An annual survey, results of which were published in Stroke, suggests nearly 30% of adults in the US age 45 or less do not know all 5 of the most common stroke symptoms or the FAST acronym, that can help people remember what to do in case of stroke symptoms. Knowledge among this population is crucial as many more people under age 55 are experiencing stroke, particularly in the context of COVID-19.

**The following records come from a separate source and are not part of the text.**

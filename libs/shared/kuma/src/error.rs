use thiserror::Error;

/// Failure signals raised by the monitoring engine or the transport to it.
#[derive(Debug, Error)]
pub enum KumaError {
    #[error("entity not found: {0}")]
    NotFound(String),

    #[error("invalid argument: {0}")]
    InvalidArgument(String),

    #[error("engine reported failure: {0}")]
    Failure(String),

    #[error("transport error: {0}")]
    Transport(String),

    #[error("unexpected response: {0}")]
    Decode(String),
}

pub type KumaResult<T> = Result<T, KumaError>;

impl From<reqwest::Error> for KumaError {
    fn from(err: reqwest::Error) -> Self {
        if err.is_decode() {
            KumaError::Decode(err.to_string())
        } else {
            KumaError::Transport(err.to_string())
        }
    }
}

impl From<serde_json::Error> for KumaError {
    fn from(err: serde_json::Error) -> Self {
        KumaError::Decode(err.to_string())
    }
}
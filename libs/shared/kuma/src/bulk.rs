use std::collections::HashMap;

use serde::{Deserialize, Deserializer, Serialize};

/// A reading the engine reports for all monitors at once, keyed by monitor id.
///
/// A missing key means the engine has no data for that monitor yet. That is
/// not an error: a read that failed outright is a `KumaError` instead. The
/// engine reports `null` for monitors it has no samples for; those entries
/// decode as missing keys.
#[derive(Debug, Clone, PartialEq, Serialize)]
#[serde(transparent)]
pub struct BulkReading<V> {
    entries: HashMap<i64, V>,
}

impl<V> BulkReading<V> {
    pub fn new(entries: HashMap<i64, V>) -> Self {
        Self { entries }
    }

    pub fn empty() -> Self {
        Self {
            entries: HashMap::new(),
        }
    }

    pub fn get(&self, id: i64) -> Option<&V> {
        self.entries.get(&id)
    }

    /// Remove and return the entry for `id`.
    pub fn take(&mut self, id: i64) -> Option<V> {
        self.entries.remove(&id)
    }

    pub fn contains(&self, id: i64) -> bool {
        self.entries.contains_key(&id)
    }

    pub fn len(&self) -> usize {
        self.entries.len()
    }

    pub fn is_empty(&self) -> bool {
        self.entries.is_empty()
    }
}

impl<'de, V: Deserialize<'de>> Deserialize<'de> for BulkReading<V> {
    fn deserialize<D: Deserializer<'de>>(deserializer: D) -> Result<Self, D::Error> {
        let raw = HashMap::<i64, Option<V>>::deserialize(deserializer)?;
        Ok(raw
            .into_iter()
            .filter_map(|(id, value)| value.map(|value| (id, value)))
            .collect())
    }
}

impl<V> Default for BulkReading<V> {
    fn default() -> Self {
        Self::empty()
    }
}

impl<V> FromIterator<(i64, V)> for BulkReading<V> {
    fn from_iter<I: IntoIterator<Item = (i64, V)>>(iter: I) -> Self {
        Self {
            entries: iter.into_iter().collect(),
        }
    }
}
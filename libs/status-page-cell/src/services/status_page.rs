use std::sync::Arc;

use serde_json::{json, Value};
use tracing::{info, instrument};

use shared_kuma::{translate, translate_delete, KumaApi, Target};
use shared_models::AppError;
use shared_utils::response::attach;

use crate::models::{validate_incident, validate_new_page, validate_save, Slug};

pub struct StatusPageService {
    kuma: Arc<dyn KumaApi>,
}

impl StatusPageService {
    pub fn new(kuma: Arc<dyn KumaApi>) -> Self {
        Self { kuma }
    }

    pub async fn list_status_pages(&self) -> Result<Vec<Value>, AppError> {
        self.kuma
            .list_status_pages()
            .await
            .map_err(|e| translate(e, &Target::new("status page", "*")))
    }

    pub async fn get_status_page(&self, slug: &str) -> Result<Value, AppError> {
        let slug = Slug::parse(slug)?;
        self.kuma
            .get_status_page(slug.as_str())
            .await
            .map_err(|e| translate(e, &Target::status_page(slug.as_str())))
    }

    #[instrument(skip(self, payload))]
    pub async fn create_status_page(&self, payload: Value) -> Result<Value, AppError> {
        let page = validate_new_page(&payload)?;

        let result = self
            .kuma
            .add_status_page(page.slug.as_str(), &page.title)
            .await
            .map_err(|e| translate(e, &Target::status_page(page.slug.as_str())))?;

        info!("Status page '{}' created", page.slug);
        Ok(attach(result, "status_page", json!(page)))
    }

    #[instrument(skip(self, payload))]
    pub async fn save_status_page(&self, slug: &str, payload: Value) -> Result<Value, AppError> {
        let slug = Slug::parse(slug)?;
        let settings = validate_save(&payload)?;

        let result = self
            .kuma
            .save_status_page(slug.as_str(), settings.as_map().clone())
            .await
            .map_err(|e| translate(e, &Target::status_page(slug.as_str())))?;

        info!("Status page '{}' saved", slug);
        Ok(attach(result, "status_page", settings.to_value()))
    }

    /// Deleting a page that is already gone, or was never fully set up, succeeds.
    #[instrument(skip(self))]
    pub async fn delete_status_page(&self, slug: &str) -> Result<Value, AppError> {
        let slug = Slug::parse(slug)?;
        translate_delete(
            self.kuma.delete_status_page(slug.as_str()).await,
            &Target::status_page(slug.as_str()),
        )
    }

    #[instrument(skip(self, payload))]
    pub async fn post_incident(&self, slug: &str, payload: Value) -> Result<Value, AppError> {
        let slug = Slug::parse(slug)?;
        let incident = validate_incident(&payload)?;

        self.kuma
            .post_incident(slug.as_str(), incident.into_map())
            .await
            .map_err(|e| translate(e, &Target::status_page(slug.as_str())))
    }

    #[instrument(skip(self))]
    pub async fn unpin_incident(&self, slug: &str) -> Result<Value, AppError> {
        let slug = Slug::parse(slug)?;
        self.kuma
            .unpin_incident(slug.as_str())
            .await
            .map_err(|e| translate(e, &Target::status_page(slug.as_str())))
    }
}
//! Boundary to the monitoring engine.
//!
//! Everything the gateway needs from the engine goes through [`KumaApi`]. The
//! cells hold an `Arc<dyn KumaApi>` and never see the transport; failures come
//! back as [`KumaError`] and are turned into gateway errors by [`translate`].

pub mod api;
pub mod bulk;
pub mod client;
pub mod error;
pub mod translate;

pub use api::{KumaApi, UptimeWindows};
#[cfg(feature = "mock")]
pub use api::MockKumaApi;
pub use bulk::BulkReading;
pub use client::KumaClient;
pub use error::{KumaError, KumaResult};
pub use translate::{translate, translate_delete, Target};
use axum::{
    middleware,
    routing::{delete, get, post},
    Router,
};

use shared_utils::extractor::auth_middleware;
use shared_utils::AppState;

use crate::handlers;

pub fn status_page_routes(state: AppState) -> Router {
    Router::new()
        .route("/", get(handlers::list_status_pages).post(handlers::create_status_page))
        .route(
            "/{slug}",
            get(handlers::get_status_page)
                .post(handlers::save_status_page)
                .delete(handlers::delete_status_page),
        )
        .route("/{slug}/incident", post(handlers::post_incident))
        .route("/{slug}/incident/unpin", delete(handlers::unpin_incident))
        .layer(middleware::from_fn_with_state(state.config.clone(), auth_middleware))
        .with_state(state)
}
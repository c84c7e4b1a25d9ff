//! Nictate - blink detection from pupil-confidence streams.
//!
//! This library classifies blink onsets and offsets from the per-sample
//! confidence values a pupil tracker emits: confidence collapses while the
//! eyelid occludes the pupil, and a matched step filter turns each edge of
//! that collapse into a signed, thresholdable response.
//!
//! Two engines share the same filter math:
//!
//! - **Streaming**: classifies a sliding window as samples arrive, for live
//!   pipelines.
//! - **Batch**: reprocesses a whole recording at once, producing a
//!   per-sample response curve for plotting and post-hoc analysis.
//!
//! # Architecture
//!
//! ```text
//! ┌──────────────────────────────────────────────────────────────┐
//! │                           Nictate                            │
//! ├──────────────────────────────────────────────────────────────┤
//! │  ┌──────────┐   ┌─────────────┐   ┌──────────────────┐      │
//! │  │  Source  │──▶│  Streaming  │──▶│   BlinkEvents    │      │
//! │  │ (replay) │   │  Detector   │   │  + RateTracker   │      │
//! │  └──────────┘   └─────────────┘   └──────────────────┘      │
//! │       │                                                      │
//! │       ▼              debounced                               │
//! │  ┌─────────────┐   ┌─────────────────┐                      │
//! │  │    Batch    │◀──│ RecalcScheduler │                      │
//! │  │Recalculator │   └─────────────────┘                      │
//! │  └─────────────┘                                            │
//! │       │                                                      │
//! │       ▼                                                      │
//! │  ResponseCurve (response + classification per sample)        │
//! └──────────────────────────────────────────────────────────────┘
//! ```
//!
//! # Example
//!
//! ```
//! use nictate::core::StreamingBlinkDetector;
//! use nictate::source::PupilSample;
//!
//! let mut detector = StreamingBlinkDetector::new(0.2, 0.5, 0.5);
//!
//! let mut events = Vec::new();
//! for i in 0..100 {
//!     let t = i as f64 / 100.0;
//!     let confidence = if (0.3..0.7).contains(&t) { 0.1 } else { 1.0 };
//!     if let Some(event) = detector.ingest(&[PupilSample::new(t, confidence)]) {
//!         events.push(event);
//!     }
//! }
//!
//! assert!(!events.is_empty());
//! ```

pub mod config;
pub mod core;
pub mod recalc;
pub mod session;
pub mod source;

#[cfg(feature = "server")]
pub mod server;

// Re-export key types at crate root for convenience
pub use config::{ConfigError, DetectorConfig};
pub use crate::core::{
    BatchBlinkRecalculator, BlinkRateTracker, RecalcError, ResponseCurve, StreamingBlinkDetector,
};
pub use recalc::{RecalcOutcome, RecalcRequest, RecalcScheduler};
pub use session::{create_shared_log, SessionLog, SessionStats, SharedSessionLog};
pub use source::{BlinkEvent, BlinkPhase, PupilSample, Recording, SourceError, Speed};

/// Library version.
pub const VERSION: &str = env!("CARGO_PKG_VERSION");

#[cfg(test)]
mod tests {
    use super::*;

    #[test]
    fn test_version_is_semver_shaped() {
        assert!(VERSION.split('.').count() >= 2);
    }

    #[test]
    fn test_root_reexports_compose() {
        let mut detector = StreamingBlinkDetector::new(0.2, 0.5, 0.5);
        assert!(detector.ingest(&[PupilSample::new(0.0, 1.0)]).is_none());
    }
}
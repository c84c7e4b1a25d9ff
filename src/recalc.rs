//! Debounced background recalculation.
//!
//! Whole-recording recalculation is expensive, so parameter changes should
//! not trigger it on every keystroke-level tweak. The scheduler runs a
//! worker thread that coalesces rapid request bursts: each new request
//! restarts the debounce timer, and only the most recent request in a burst
//! is executed once the timer lapses.

use std::thread::JoinHandle;
use std::time::Duration;

use crossbeam_channel::{bounded, Receiver, Sender};

use crate::core::batch::{BatchBlinkRecalculator, RecalcError, ResponseCurve};
use crate::source::types::PupilSample;

/// A snapshot of everything one recalculation needs.
#[derive(Debug, Clone)]
pub struct RecalcRequest {
    pub samples: Vec<PupilSample>,
    pub history_length: f64,
    pub onset_confidence_threshold: f64,
    pub offset_confidence_threshold: f64,
}

/// What the worker reports back per executed request.
pub type RecalcOutcome = Result<ResponseCurve, RecalcError>;

/// Owns the debounce worker and the channels to and from it.
pub struct RecalcScheduler {
    request_tx: Sender<RecalcRequest>,
    outcome_rx: Receiver<RecalcOutcome>,
    worker: JoinHandle<()>,
}

impl RecalcScheduler {
    /// Spawns the worker with the given debounce delay.
    pub fn new(debounce_delay: Duration) -> Self {
        let (request_tx, request_rx) = bounded(64);
        let (outcome_tx, outcome_rx) = bounded(64);

        let worker = std::thread::spawn(move || {
            worker_loop(request_rx, outcome_tx, debounce_delay);
        });

        Self {
            request_tx,
            outcome_rx,
            worker,
        }
    }

    /// Enqueues a recalculation request.
    ///
    /// Returns false if the worker is gone or the queue is full; the caller
    /// loses nothing either way since a newer request supersedes older ones.
    pub fn request(&self, request: RecalcRequest) -> bool {
        self.request_tx.try_send(request).is_ok()
    }

    /// The channel on which executed requests report their curves.
    pub fn outcomes(&self) -> &Receiver<RecalcOutcome> {
        &self.outcome_rx
    }

    /// Stops the worker after it finishes any pending request.
    pub fn shutdown(self) {
        let Self {
            request_tx,
            outcome_rx,
            worker,
        } = self;
        drop(request_tx);
        drop(outcome_rx);
        let _ = worker.join();
    }
}

fn worker_loop(
    requests: Receiver<RecalcRequest>,
    outcomes: Sender<RecalcOutcome>,
    delay: Duration,
) {
    let mut recalculator = BatchBlinkRecalculator::new();

    while let Ok(first) = requests.recv() {
        // Trailing-edge debounce: every newer request restarts the timer
        // and replaces the pending one.
        let mut pending = first;
        loop {
            match requests.recv_timeout(delay) {
                Ok(newer) => pending = newer,
                Err(_) => break,
            }
        }

        tracing::debug!(
            "recalculating over {} samples (history_length {:.3}s)",
            pending.samples.len(),
            pending.history_length
        );
        let outcome = recalculator
            .recalculate(
                &pending.samples,
                pending.history_length,
                pending.onset_confidence_threshold,
                pending.offset_confidence_threshold,
            )
            .map(|curve| curve.clone());

        if outcomes.send(outcome).is_err() {
            break;
        }
    }
}
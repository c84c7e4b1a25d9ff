//! Recording replay source.
//!
//! Loads a recorded pupil-confidence trace from disk, validates it, and
//! replays it over a channel either paced against the recorded timestamps
//! or as fast as the consumer can drain it.

use std::path::Path;
use std::time::Duration;

use crossbeam_channel::{bounded, Receiver};
use serde::{Deserialize, Serialize};
use statrs::statistics::Statistics;

use super::types::PupilSample;

/// Errors that occur while loading or validating a recording.
#[derive(Debug)]
pub enum SourceError {
    /// File could not be read
    Io(String),
    /// File contents were not a valid sample array
    Parse(String),
    /// Recording contains no samples
    Empty,
    /// Timestamp at `index` is earlier than its predecessor
    OutOfOrder { index: usize },
    /// Confidence at `index` is outside [0, 1]
    ConfidenceRange { index: usize, value: f64 },
    /// Timestamp or confidence at `index` is NaN or infinite
    NonFinite { index: usize },
}

impl std::fmt::Display for SourceError {
    fn fmt(&self, f: &mut std::fmt::Formatter<'_>) -> std::fmt::Result {
        match self {
            SourceError::Io(e) => write!(f, "IO error: {}", e),
            SourceError::Parse(e) => write!(f, "Parse error: {}", e),
            SourceError::Empty => write!(f, "Recording contains no samples"),
            SourceError::OutOfOrder { index } => {
                write!(f, "Sample {} is out of timestamp order", index)
            }
            SourceError::ConfidenceRange { index, value } => {
                write!(
                    f,
                    "Sample {} has confidence {} outside [0, 1]",
                    index, value
                )
            }
            SourceError::NonFinite { index } => {
                write!(f, "Sample {} has a non-finite timestamp or confidence", index)
            }
        }
    }
}

impl std::error::Error for SourceError {}

/// How fast `Recording::stream` releases samples.
#[derive(Debug, Clone, Copy, PartialEq)]
pub enum Speed {
    /// Sleep the recorded inter-sample gap divided by the multiplier
    /// (1.0 replays in real time, 2.0 at double speed)
    Paced(f64),
    /// No sleeping, deliver as fast as the channel allows
    Burst,
}

/// Summary statistics for a loaded recording.
#[derive(Debug, Clone, Serialize, Deserialize)]
pub struct RecordingStats {
    pub sample_count: usize,
    pub duration_secs: f64,
    pub mean_rate_hz: f64,
    pub mean_interval_secs: f64,
    /// Sample standard deviation of inter-sample gaps (capture jitter)
    pub interval_std_dev_secs: f64,
}

/// A validated, timestamp-ordered pupil-confidence trace.
#[derive(Debug, Clone)]
pub struct Recording {
    samples: Vec<PupilSample>,
}

impl Recording {
    /// Validates and wraps a sample vector.
    pub fn from_samples(samples: Vec<PupilSample>) -> Result<Self, SourceError> {
        if samples.is_empty() {
            return Err(SourceError::Empty);
        }

        for (index, sample) in samples.iter().enumerate() {
            if !sample.timestamp.is_finite() || !sample.confidence.is_finite() {
                return Err(SourceError::NonFinite { index });
            }
            if !(0.0..=1.0).contains(&sample.confidence) {
                return Err(SourceError::ConfidenceRange {
                    index,
                    value: sample.confidence,
                });
            }
            if index > 0 && sample.timestamp < samples[index - 1].timestamp {
                return Err(SourceError::OutOfOrder { index });
            }
        }

        Ok(Self { samples })
    }

    /// Loads a recording from a JSON file containing an array of samples.
    pub fn load(path: &Path) -> Result<Self, SourceError> {
        let contents =
            std::fs::read_to_string(path).map_err(|e| SourceError::Io(e.to_string()))?;
        let samples: Vec<PupilSample> =
            serde_json::from_str(&contents).map_err(|e| SourceError::Parse(e.to_string()))?;
        Self::from_samples(samples)
    }

    /// Generates a constant-rate trace with one confidence dip.
    ///
    /// Confidence is 1.0 everywhere except `[dip_start, dip_end)` seconds,
    /// where it is `low_confidence`. Useful for demos and detector tests.
    pub fn synthetic_blink(
        rate_hz: f64,
        duration_secs: f64,
        dip_start: f64,
        dip_end: f64,
        low_confidence: f64,
    ) -> Self {
        let count = (rate_hz * duration_secs).round() as usize;
        let samples = (0..count)
            .map(|i| {
                let timestamp = i as f64 / rate_hz;
                let confidence = if timestamp >= dip_start && timestamp < dip_end {
                    low_confidence
                } else {
                    1.0
                };
                PupilSample::new(timestamp, confidence)
            })
            .collect();
        // Construction keeps the ordering and range invariants by itself.
        Self { samples }
    }

    pub fn samples(&self) -> &[PupilSample] {
        &self.samples
    }

    pub fn len(&self) -> usize {
        self.samples.len()
    }

    pub fn is_empty(&self) -> bool {
        self.samples.is_empty()
    }

    /// Seconds between first and last sample.
    pub fn duration(&self) -> f64 {
        match (self.samples.first(), self.samples.last()) {
            (Some(first), Some(last)) => last.timestamp - first.timestamp,
            _ => 0.0,
        }
    }

    /// Computes rate and jitter statistics over the recorded timestamps.
    pub fn stats(&self) -> RecordingStats {
        if self.samples.len() < 2 {
            return RecordingStats {
                sample_count: self.samples.len(),
                duration_secs: 0.0,
                mean_rate_hz: 0.0,
                mean_interval_secs: 0.0,
                interval_std_dev_secs: 0.0,
            };
        }

        let intervals: Vec<f64> = self
            .samples
            .windows(2)
            .map(|pair| pair[1].timestamp - pair[0].timestamp)
            .collect();

        let mean_interval = intervals.iter().mean();
        let std_dev = if intervals.len() < 2 {
            0.0
        } else {
            intervals.iter().std_dev()
        };
        let duration = self.duration();

        RecordingStats {
            sample_count: self.samples.len(),
            duration_secs: duration,
            mean_rate_hz: if duration > 0.0 {
                (self.samples.len() - 1) as f64 / duration
            } else {
                0.0
            },
            mean_interval_secs: mean_interval,
            interval_std_dev_secs: std_dev,
        }
    }

    /// Replays the recording on a background thread.
    ///
    /// Returns the receiving end of a bounded channel; the feeder thread
    /// exits when all samples are delivered or the receiver is dropped.
    pub fn stream(self, speed: Speed) -> Receiver<PupilSample> {
        let (tx, rx) = bounded(10_000);

        std::thread::spawn(move || {
            let mut previous: Option<f64> = None;
            for sample in self.samples {
                if let (Speed::Paced(multiplier), Some(prev)) = (speed, previous) {
                    let gap = sample.timestamp - prev;
                    if multiplier.is_finite() && multiplier > 0.0 && gap > 0.0 {
                        std::thread::sleep(Duration::from_secs_f64(gap / multiplier));
                    }
                }
                previous = Some(sample.timestamp);
                if tx.send(sample).is_err() {
                    break;
                }
            }
        });

        rx
    }
}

The FAST acronym reminds people that if a person has: 
•    Face drooping
•    Arm weakness
•    Speech slurred
•    Time to call 9-1-1

The key stroke symptoms that were queried were 
1.    numbness of face/arm/leg 
2.    confusion/trouble speaking
3.    difficulty walking/dizziness/loss of balance
4.    trouble seeing 
5.    severe headache

In the survey, researchers analyzed answers from 9,844 adults less than age 45, representing 107.2 million people in the US in that age group. Mean age of respondents was 31, half were women, and 62.2% were nonHispanic white.

The researchers found that 28.9% of respondents were not aware of all 5 common stroke symptoms and 3% did not know any stroke symptoms. Hispanic/Latinx adults and those born outside the US were twice as likely not to know stroke symptoms compared with nonHispanic whites and people born in the US. Adults with a high-school diploma or more education were 3 times more likely than those with less education to know stroke symptoms. 

Study author Khurram Nasir, MD, MPH, MSc, chief of the division of cardiovascular prevention and wellness at Houston Methodist DeBakey Heart and Vascular Center in Houston, Texas said the high number of young adults who remain unaware of stroke symptoms is surprising, and along with continued social inequities, these are major concerns.

The research also found that nearly 3% of young adults surveyed would not contact emergency medical services if they did see someone experiencing perceived stroke symptoms. “That finding could be a matter of life and death,” said Mitchell S. V. Elkind, MD, MS, FAHA, FAAN, president of the American Heart Association.